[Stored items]
..............................
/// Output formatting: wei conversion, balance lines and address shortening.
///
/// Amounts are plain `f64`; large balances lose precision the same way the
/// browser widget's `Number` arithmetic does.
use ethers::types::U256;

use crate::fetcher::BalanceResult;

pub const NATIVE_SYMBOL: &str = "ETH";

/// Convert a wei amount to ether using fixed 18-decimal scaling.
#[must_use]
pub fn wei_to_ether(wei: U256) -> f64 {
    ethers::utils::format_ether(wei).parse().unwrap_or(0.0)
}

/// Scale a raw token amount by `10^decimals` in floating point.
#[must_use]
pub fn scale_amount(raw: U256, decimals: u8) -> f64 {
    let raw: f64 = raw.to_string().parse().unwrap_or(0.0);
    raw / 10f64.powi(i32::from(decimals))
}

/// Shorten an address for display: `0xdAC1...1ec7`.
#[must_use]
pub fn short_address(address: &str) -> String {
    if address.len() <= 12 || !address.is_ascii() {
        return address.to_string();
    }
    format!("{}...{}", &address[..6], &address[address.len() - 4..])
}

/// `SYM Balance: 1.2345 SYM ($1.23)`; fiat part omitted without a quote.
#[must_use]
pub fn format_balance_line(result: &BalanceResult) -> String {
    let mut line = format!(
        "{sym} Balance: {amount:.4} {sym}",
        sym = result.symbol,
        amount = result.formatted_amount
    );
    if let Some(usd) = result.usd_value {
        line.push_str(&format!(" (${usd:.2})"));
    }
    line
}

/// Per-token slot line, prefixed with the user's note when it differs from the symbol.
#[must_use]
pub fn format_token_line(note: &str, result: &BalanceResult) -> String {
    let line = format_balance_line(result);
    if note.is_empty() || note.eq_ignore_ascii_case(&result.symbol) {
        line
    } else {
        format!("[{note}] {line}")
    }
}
..............................
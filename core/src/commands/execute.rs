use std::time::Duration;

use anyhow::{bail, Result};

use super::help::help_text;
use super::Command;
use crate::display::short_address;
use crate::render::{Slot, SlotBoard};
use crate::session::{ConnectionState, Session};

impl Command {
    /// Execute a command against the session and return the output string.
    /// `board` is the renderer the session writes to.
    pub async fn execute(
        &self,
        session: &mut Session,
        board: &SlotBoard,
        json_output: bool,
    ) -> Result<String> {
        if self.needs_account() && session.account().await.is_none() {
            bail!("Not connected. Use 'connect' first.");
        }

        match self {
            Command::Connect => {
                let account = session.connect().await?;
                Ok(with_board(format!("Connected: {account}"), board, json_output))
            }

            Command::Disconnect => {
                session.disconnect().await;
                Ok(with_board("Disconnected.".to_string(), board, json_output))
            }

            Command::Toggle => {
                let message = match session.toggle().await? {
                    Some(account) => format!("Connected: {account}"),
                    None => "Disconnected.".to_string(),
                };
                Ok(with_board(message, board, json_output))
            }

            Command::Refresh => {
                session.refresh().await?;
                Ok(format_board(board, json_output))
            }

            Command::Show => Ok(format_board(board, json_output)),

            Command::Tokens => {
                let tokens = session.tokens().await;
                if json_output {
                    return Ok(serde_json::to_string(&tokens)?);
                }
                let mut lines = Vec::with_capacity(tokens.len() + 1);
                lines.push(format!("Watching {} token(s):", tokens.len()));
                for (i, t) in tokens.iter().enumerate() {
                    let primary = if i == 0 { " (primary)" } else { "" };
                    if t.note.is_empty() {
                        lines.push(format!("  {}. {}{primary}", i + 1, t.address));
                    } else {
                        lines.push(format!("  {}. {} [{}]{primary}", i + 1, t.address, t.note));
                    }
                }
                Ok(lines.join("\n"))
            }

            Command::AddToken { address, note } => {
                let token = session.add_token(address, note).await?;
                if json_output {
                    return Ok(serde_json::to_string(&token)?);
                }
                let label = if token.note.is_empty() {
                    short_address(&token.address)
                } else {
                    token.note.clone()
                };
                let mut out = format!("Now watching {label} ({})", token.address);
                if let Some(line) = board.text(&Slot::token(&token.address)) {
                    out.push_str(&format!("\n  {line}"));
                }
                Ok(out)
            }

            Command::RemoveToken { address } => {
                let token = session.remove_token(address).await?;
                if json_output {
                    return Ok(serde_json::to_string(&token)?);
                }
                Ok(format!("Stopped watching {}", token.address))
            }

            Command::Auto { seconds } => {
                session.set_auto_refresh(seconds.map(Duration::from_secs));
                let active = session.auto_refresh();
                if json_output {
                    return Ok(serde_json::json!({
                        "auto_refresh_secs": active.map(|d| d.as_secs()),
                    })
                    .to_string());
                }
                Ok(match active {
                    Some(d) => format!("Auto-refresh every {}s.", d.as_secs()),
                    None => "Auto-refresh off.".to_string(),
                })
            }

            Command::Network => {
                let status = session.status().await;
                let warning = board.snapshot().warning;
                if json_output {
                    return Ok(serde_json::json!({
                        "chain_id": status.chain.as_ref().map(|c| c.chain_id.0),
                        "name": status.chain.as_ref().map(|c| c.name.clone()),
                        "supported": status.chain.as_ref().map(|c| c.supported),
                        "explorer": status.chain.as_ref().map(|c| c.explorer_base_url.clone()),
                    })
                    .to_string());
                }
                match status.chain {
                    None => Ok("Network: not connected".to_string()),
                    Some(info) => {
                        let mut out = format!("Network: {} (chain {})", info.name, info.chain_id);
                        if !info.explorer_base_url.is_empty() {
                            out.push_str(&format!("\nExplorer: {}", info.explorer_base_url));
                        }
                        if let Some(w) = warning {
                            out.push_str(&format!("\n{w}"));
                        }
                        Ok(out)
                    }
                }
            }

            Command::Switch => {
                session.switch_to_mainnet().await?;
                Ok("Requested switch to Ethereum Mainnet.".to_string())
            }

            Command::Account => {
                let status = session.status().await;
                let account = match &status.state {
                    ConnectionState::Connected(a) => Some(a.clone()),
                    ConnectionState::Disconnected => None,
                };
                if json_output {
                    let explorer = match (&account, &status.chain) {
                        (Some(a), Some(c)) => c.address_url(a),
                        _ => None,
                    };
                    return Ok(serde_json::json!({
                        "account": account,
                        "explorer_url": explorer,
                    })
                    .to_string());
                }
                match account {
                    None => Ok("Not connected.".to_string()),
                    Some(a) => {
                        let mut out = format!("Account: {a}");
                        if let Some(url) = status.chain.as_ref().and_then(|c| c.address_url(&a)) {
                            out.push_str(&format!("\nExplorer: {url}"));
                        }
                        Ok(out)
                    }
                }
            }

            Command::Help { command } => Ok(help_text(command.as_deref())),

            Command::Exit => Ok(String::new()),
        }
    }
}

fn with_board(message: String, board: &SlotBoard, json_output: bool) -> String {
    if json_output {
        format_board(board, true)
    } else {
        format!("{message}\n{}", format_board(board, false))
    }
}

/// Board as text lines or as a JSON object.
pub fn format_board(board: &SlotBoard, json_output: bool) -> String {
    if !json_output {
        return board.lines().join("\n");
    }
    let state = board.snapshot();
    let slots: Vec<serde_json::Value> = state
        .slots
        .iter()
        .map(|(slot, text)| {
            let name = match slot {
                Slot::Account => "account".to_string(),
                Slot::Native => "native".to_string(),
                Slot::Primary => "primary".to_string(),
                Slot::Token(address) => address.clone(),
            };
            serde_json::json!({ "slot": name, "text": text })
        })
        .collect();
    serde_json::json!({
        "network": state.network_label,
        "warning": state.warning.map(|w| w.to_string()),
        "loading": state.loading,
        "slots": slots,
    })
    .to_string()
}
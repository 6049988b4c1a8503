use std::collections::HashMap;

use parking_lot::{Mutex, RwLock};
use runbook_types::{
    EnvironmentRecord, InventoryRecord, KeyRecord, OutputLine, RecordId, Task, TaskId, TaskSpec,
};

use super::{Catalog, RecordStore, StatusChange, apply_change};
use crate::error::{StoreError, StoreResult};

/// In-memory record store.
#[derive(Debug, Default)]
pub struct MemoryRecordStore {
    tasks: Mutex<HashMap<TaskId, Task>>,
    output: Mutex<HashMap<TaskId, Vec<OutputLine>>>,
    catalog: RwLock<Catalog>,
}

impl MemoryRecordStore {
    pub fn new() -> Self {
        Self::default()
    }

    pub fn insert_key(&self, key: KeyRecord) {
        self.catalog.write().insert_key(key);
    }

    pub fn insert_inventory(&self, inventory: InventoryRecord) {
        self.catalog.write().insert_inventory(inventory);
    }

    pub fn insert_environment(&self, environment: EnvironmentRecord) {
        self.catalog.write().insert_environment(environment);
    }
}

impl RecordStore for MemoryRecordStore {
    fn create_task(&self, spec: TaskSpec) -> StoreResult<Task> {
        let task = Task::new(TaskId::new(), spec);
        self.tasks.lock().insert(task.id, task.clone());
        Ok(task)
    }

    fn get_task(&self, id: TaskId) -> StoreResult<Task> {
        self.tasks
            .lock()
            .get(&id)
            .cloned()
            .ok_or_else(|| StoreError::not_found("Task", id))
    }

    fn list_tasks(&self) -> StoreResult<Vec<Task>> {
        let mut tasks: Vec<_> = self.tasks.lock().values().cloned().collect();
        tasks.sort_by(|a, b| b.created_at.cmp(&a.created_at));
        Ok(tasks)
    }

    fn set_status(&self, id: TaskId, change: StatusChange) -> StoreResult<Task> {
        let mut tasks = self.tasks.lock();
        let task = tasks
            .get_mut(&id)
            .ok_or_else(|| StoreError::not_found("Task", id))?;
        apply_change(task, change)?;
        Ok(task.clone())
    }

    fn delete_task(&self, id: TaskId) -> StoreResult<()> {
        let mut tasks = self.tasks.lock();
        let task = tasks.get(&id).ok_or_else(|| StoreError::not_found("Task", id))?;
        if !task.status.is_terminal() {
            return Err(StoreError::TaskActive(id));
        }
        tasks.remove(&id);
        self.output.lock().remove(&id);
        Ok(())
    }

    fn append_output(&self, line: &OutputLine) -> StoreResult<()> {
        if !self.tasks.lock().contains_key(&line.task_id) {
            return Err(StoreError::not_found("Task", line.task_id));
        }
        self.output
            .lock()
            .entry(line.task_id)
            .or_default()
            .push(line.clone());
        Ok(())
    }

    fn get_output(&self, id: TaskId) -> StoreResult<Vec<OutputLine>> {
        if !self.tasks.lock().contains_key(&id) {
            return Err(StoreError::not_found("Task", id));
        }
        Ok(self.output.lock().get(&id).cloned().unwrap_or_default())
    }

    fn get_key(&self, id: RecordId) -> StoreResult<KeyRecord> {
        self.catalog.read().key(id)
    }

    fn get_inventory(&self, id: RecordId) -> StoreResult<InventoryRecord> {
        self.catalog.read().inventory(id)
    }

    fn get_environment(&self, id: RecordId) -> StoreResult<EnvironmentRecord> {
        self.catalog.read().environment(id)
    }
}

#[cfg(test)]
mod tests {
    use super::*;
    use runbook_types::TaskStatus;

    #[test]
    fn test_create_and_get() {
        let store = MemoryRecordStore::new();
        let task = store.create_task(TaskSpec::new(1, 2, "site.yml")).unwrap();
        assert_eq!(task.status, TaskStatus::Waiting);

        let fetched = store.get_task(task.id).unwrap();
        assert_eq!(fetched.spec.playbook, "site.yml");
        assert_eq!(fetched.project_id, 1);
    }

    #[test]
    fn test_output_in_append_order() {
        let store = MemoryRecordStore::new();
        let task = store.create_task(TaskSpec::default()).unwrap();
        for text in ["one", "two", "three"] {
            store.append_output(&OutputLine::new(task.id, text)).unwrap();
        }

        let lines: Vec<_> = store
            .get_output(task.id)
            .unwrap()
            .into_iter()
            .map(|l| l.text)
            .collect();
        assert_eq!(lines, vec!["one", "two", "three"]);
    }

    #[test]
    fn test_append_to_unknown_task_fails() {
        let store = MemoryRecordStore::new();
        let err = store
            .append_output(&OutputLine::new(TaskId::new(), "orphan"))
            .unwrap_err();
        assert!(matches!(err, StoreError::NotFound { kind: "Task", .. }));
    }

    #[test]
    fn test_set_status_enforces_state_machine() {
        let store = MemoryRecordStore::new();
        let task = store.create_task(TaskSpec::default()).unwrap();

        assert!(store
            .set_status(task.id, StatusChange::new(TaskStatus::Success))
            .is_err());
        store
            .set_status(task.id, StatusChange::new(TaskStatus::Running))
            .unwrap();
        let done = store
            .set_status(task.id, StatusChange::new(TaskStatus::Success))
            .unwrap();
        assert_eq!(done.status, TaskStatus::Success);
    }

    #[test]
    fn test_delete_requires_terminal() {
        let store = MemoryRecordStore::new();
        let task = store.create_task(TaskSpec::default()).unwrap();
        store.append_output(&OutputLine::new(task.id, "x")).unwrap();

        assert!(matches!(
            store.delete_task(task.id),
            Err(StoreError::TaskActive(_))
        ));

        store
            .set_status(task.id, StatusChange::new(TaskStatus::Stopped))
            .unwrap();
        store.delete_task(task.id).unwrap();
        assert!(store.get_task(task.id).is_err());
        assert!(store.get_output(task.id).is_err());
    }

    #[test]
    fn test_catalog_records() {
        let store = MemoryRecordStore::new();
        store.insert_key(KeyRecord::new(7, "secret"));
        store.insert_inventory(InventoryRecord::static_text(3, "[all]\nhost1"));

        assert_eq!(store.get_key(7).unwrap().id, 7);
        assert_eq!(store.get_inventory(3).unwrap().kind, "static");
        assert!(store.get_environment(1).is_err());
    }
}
..............................
• **Problem requirements**
Would you retype the lines above from the one with "self.catalog.read().environment(id)" down to the one with "let done = store", word for word, both ends included and no other lines?

• **Exercise solution**
        self.catalog.read().environment(id)
    }
}

#[cfg(test)]
mod tests {
    use super::*;
    use runbook_types::TaskStatus;

    #[test]
    fn test_create_and_get() {
        let store = MemoryRecordStore::new();
        let task = store.create_task(TaskSpec::new(1, 2, "site.yml")).unwrap();
        assert_eq!(task.status, TaskStatus::Waiting);

        let fetched = store.get_task(task.id).unwrap();
        assert_eq!(fetched.spec.playbook, "site.yml");
        assert_eq!(fetched.project_id, 1);
    }

    #[test]
    fn test_output_in_append_order() {
        let store = MemoryRecordStore::new();
        let task = store.create_task(TaskSpec::default()).unwrap();
        for text in ["one", "two", "three"] {
            store.append_output(&OutputLine::new(task.id, text)).unwrap();
        }

        let lines: Vec<_> = store
            .get_output(task.id)
            .unwrap()
            .into_iter()
            .map(|l| l.text)
            .collect();
        assert_eq!(lines, vec!["one", "two", "three"]);
    }

    #[test]
    fn test_append_to_unknown_task_fails() {
        let store = MemoryRecordStore::new();
        let err = store
            .append_output(&OutputLine::new(TaskId::new(), "orphan"))
            .unwrap_err();
        assert!(matches!(err, StoreError::NotFound { kind: "Task", .. }));
    }

    #[test]
    fn test_set_status_enforces_state_machine() {
        let store = MemoryRecordStore::new();
        let task = store.create_task(TaskSpec::default()).unwrap();

        assert!(store
            .set_status(task.id, StatusChange::new(TaskStatus::Success))
            .is_err());
        store
            .set_status(task.id, StatusChange::new(TaskStatus::Running))
            .unwrap();
        let done = store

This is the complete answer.